Summary: The protein ACBP directly influences neurons that help both rodents and humans maintain a healthy weight.
Regardless of how much you exercise or how balanced your diet is, controlling your weight is more brain-related than you might have thought. In a study published in the Journal of Clinical Investigation, researchers from the University of Montreal Hospital Research Centre (CRCHUM) show for the first time in mice that the acyl-CoA-binding protein, or ACBP, has a direct influence on the neurons that allow rodents and humans to maintain a healthy weight.
In April 2015, Thierry Alquier, a CRCHUM researcher and the lead author of this study, had already revealed, with his team, that this same protein allowed astrocytes, cells that support neuronal functions, to communicate variations in fatty acids and lipids in the blood to neurons. Thanks to this essential piece of information, the brain can adjust food intake and energy expenditure – and, ultimately, control its owner’s weight.
“With colleagues from the Université de Bordeaux’s NutriNeuro laboratory, we now show that neurons that reduce food intake, known as proopiomelanocortin neurons or POMC neurons, are in ‘close communication’ with astrocytes that produce the protein ACBP in a specific area of the brain: the arcuate nucleus of the hypothalamus,” said Thierry Alquier, associate professor at Université de Montréal.

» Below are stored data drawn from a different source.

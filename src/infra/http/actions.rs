//! Handlers that change state. Each one ends in a redirect on success.

use axum::{
    Form, Router,
    extract::{Path, State},
    http::StatusCode,
    response::{IntoResponse, Response},
    routing::{get, post},
};
use serde::Deserialize;
use tracing::debug;

use crate::{
    application::{
        error::HttpError,
        posts::{PostError, PostInput},
    },
    domain::entities::UserRecord,
    presentation::views::{
        LayoutContext, PostFormTemplate, PostFormView, post_href, profile_href,
        render_not_found_response, render_template_response,
    },
};

use super::{AuthUser, HttpState, found, public::parse_post_id};

pub(super) fn router() -> Router<HttpState> {
    Router::new()
        .route("/create/", get(create_form).post(create_submit))
        .route("/posts/{id}/edit/", get(edit_form).post(edit_submit))
        .route("/posts/{id}/delete/", post(delete_post))
        .route(
            "/posts/{id}/comment/",
            get(comment_get).post(comment_submit),
        )
        .route("/profile/{username}/follow/", get(follow))
        .route("/profile/{username}/unfollow/", get(unfollow))
}

#[derive(Debug, Default, Deserialize)]
#[serde(default)]
struct PostForm {
    text: String,
    group: Option<String>,
    image: Option<String>,
}

impl PostForm {
    fn to_input(&self) -> PostInput {
        PostInput {
            text: self.text.clone(),
            group_slug: self.group.clone(),
            image: self.image.clone(),
        }
    }
}

#[derive(Debug, Default, Deserialize)]
#[serde(default)]
struct CommentForm {
    text: String,
}

async fn create_form(State(state): State<HttpState>, AuthUser(user): AuthUser) -> Response {
    match state.posts.list_groups().await {
        Ok(groups) => render_form(&user, PostFormView::create(&groups), StatusCode::OK),
        Err(err) => HttpError::from(err).into_response(),
    }
}

async fn create_submit(
    State(state): State<HttpState>,
    AuthUser(user): AuthUser,
    Form(form): Form<PostForm>,
) -> Response {
    match state.posts.create_post(&user, form.to_input()).await {
        Ok(_) => found(profile_href(&user.username)),
        Err(PostError::Validation(message)) => match state.posts.list_groups().await {
            Ok(groups) => {
                let view = PostFormView::create(&groups).with_submission(
                    &form.text,
                    form.group.as_deref(),
                    form.image.as_deref(),
                    message,
                );
                render_form(&user, view, StatusCode::BAD_REQUEST)
            }
            Err(err) => HttpError::from(err).into_response(),
        },
        Err(err) => HttpError::from(err).into_response(),
    }
}

async fn edit_form(
    State(state): State<HttpState>,
    AuthUser(user): AuthUser,
    Path(raw_id): Path<String>,
) -> Response {
    let Some(post_id) = parse_post_id(&raw_id) else {
        return render_not_found_response(Some(&user));
    };

    let post = match state.posts.post_for_edit(&user, post_id).await {
        Ok(post) => post,
        Err(err) => return edit_refused(err, &user, post_id),
    };
    match state.posts.list_groups().await {
        Ok(groups) => render_form(&user, PostFormView::edit(&post, &groups), StatusCode::OK),
        Err(err) => HttpError::from(err).into_response(),
    }
}

async fn edit_submit(
    State(state): State<HttpState>,
    AuthUser(user): AuthUser,
    Path(raw_id): Path<String>,
    Form(form): Form<PostForm>,
) -> Response {
    let Some(post_id) = parse_post_id(&raw_id) else {
        return render_not_found_response(Some(&user));
    };

    match state.posts.edit_post(&user, post_id, form.to_input()).await {
        Ok(post) => found(post_href(post.id)),
        Err(PostError::Validation(message)) => {
            let post = match state.posts.post_for_edit(&user, post_id).await {
                Ok(post) => post,
                Err(err) => return edit_refused(err, &user, post_id),
            };
            match state.posts.list_groups().await {
                Ok(groups) => {
                    let view = PostFormView::edit(&post, &groups).with_submission(
                        &form.text,
                        form.group.as_deref(),
                        form.image.as_deref(),
                        message,
                    );
                    render_form(&user, view, StatusCode::BAD_REQUEST)
                }
                Err(err) => HttpError::from(err).into_response(),
            }
        }
        Err(err) => edit_refused(err, &user, post_id),
    }
}

async fn delete_post(
    State(state): State<HttpState>,
    AuthUser(user): AuthUser,
    Path(raw_id): Path<String>,
) -> Response {
    let Some(post_id) = parse_post_id(&raw_id) else {
        return render_not_found_response(Some(&user));
    };

    match state.posts.delete_post(&user, post_id).await {
        Ok(()) => found(profile_href(&user.username)),
        Err(err) => edit_refused(err, &user, post_id),
    }
}

/// Comments are only ever posted from the detail page's form.
async fn comment_get(AuthUser(_user): AuthUser, Path(raw_id): Path<String>) -> Response {
    match parse_post_id(&raw_id) {
        Some(post_id) => found(post_href(post_id)),
        None => found("/"),
    }
}

async fn comment_submit(
    State(state): State<HttpState>,
    AuthUser(user): AuthUser,
    Path(raw_id): Path<String>,
    Form(form): Form<CommentForm>,
) -> Response {
    let Some(post_id) = parse_post_id(&raw_id) else {
        return render_not_found_response(Some(&user));
    };

    match state.posts.add_comment(&user, post_id, &form.text).await {
        Ok(_) => found(post_href(post_id)),
        Err(PostError::Validation(message)) => {
            debug!(post_id = %post_id, reason = %message, "Comment rejected");
            found(post_href(post_id))
        }
        Err(PostError::NotFound { .. }) => render_not_found_response(Some(&user)),
        Err(err) => HttpError::from(err).into_response(),
    }
}

async fn follow(
    State(state): State<HttpState>,
    AuthUser(user): AuthUser,
    Path(username): Path<String>,
) -> Response {
    match state
        .subscriptions
        .follow_by_username(&user, &username)
        .await
    {
        Ok(_) => found(profile_href(&username)),
        Err(err) => HttpError::from(err).into_response(),
    }
}

async fn unfollow(
    State(state): State<HttpState>,
    AuthUser(user): AuthUser,
    Path(username): Path<String>,
) -> Response {
    match state
        .subscriptions
        .unfollow_by_username(&user, &username)
        .await
    {
        Ok(_) => found(profile_href(&username)),
        Err(err) => HttpError::from(err).into_response(),
    }
}

fn render_form(user: &UserRecord, content: PostFormView, status: StatusCode) -> Response {
    let title = if content.is_edit {
        "Edit post"
    } else {
        "New post"
    };
    let view = LayoutContext::new(Some(user), title, content);
    render_template_response(PostFormTemplate { view }, status)
}

/// Non-authors are sent back to the post instead of seeing an error.
fn edit_refused(err: PostError, user: &UserRecord, post_id: uuid::Uuid) -> Response {
    match err {
        PostError::Forbidden { .. } => found(post_href(post_id)),
        PostError::NotFound { .. } => render_not_found_response(Some(user)),
        other => HttpError::from(other).into_response(),
    }
}
//! Server-rendered HTML views.

pub mod views;
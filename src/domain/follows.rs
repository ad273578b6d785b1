//! Follow relationship rules.

use uuid::Uuid;

use super::error::DomainError;

/// A user may not subscribe to their own posts.
pub fn ensure_distinct(user_id: Uuid, author_id: Uuid) -> Result<(), DomainError> {
    if user_id == author_id {
        return Err(DomainError::invariant("users cannot follow themselves"));
    }
    Ok(())
}

/// `follower->author`, as shown in admin listings and logs.
pub fn follow_label(follower: &str, author: &str) -> String {
    format!("{follower}->{author}")
}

Essential for the control of feeding and metabolism, this area of the hypothalamus contains two populations of neurons with opposing functions when activated: the first results in an increase in food intake; the second — POMC neurons common to animals and humans — promotes a reduction of food intake and an increase in energy expenditure.
A species issue?
“Genetic mutations explain five to 10 per cent of obesity cases,” said Alquier. “Among these cases, a large proportion is related to a disruption of this neuronal pathway commonly known as the melanocortin pathway. We observed that the deletion of the ACBP gene in astrocytes of the arcuate nucleus promotes obesity. In mice that were genetically modified to be obese, we observed in the laboratory that injecting them daily with ACBP led to a reduction of food intake and weight loss in the order of 5 per cent over five days, a mechanism that relies on the activation of POMC neurons.”
However, the researcher urged caution in translating this discovery to humans. This study is at the basic research stage and was carried out in the laboratory on mice.
Recognized by the World Health Organization as a global public health problem, obesity is a major risk factor for certain chronic illnesses, such as type 2 diabetes, cardiovascular diseases and certain cancers, and for musculoskeletal disorders and premature death.
Funding: This research was funded by the Canadian Institutes of Health Research; the Cardiometabolic Health, Diabetes and Obesity Research Network of the Fonds de Recherche du Québec-Santé; Diabetes Québec; Diabetes Canada; the Marie Curie Foundation; the Société Francophone du Diabète; the French National Institute for Health and Research and the French National Research Agency.
Bruno Geoffroy – CRCHUM
The image is credited to Khalil Bouyakdan / CHUM 2019.
Original Research: Open access
“The gliotransmitter ACBP controls feeding and energy homeostasis via the melanocortin system”. Khalil Bouyakdan et al.
Journal of Clinical Investigation. doi:10.1172/JCI123454
The gliotransmitter ACBP controls feeding and energy homeostasis via the melanocortin system
Glial cells have emerged as key players in the central control of energy balance and etiology of obesity. Astrocytes play a central role in neural communication via the release of gliotransmitters. Acyl-CoA–binding protein–derived (ACBP-derived) endozepines are secreted peptides that modulate the GABAA receptor. In the hypothalamus, ACBP is enriched in arcuate nucleus (ARC) astrocytes, ependymocytes, and tanycytes. Central administration of the endozepine octadecaneuropeptide (ODN) reduces feeding and improves glucose tolerance, yet the contribution of endogenous ACBP in energy homeostasis is unknown. We demonstrated that ACBP deletion in GFAP+ astrocytes, but not in Nkx2.1-lineage neural cells, promoted diet-induced hyperphagia and obesity in both male and female mice, an effect prevented by viral rescue of ACBP in ARC astrocytes. ACBP+ astrocytes were observed in apposition with proopiomelanocortin (POMC) neurons, and ODN selectively activated POMC neurons through the ODN GPCR but not GABAA, and suppressed feeding while increasing carbohydrate utilization via the melanocortin system. Similarly, ACBP overexpression in ARC astrocytes reduced feeding and weight gain. Finally, the ODN GPCR agonist decreased feeding and promoted weight loss in ob/ob mice. These findings uncover ACBP as an ARC gliopeptide playing a key role in energy balance control and exerting strong anorectic effects via the central melanocortin system.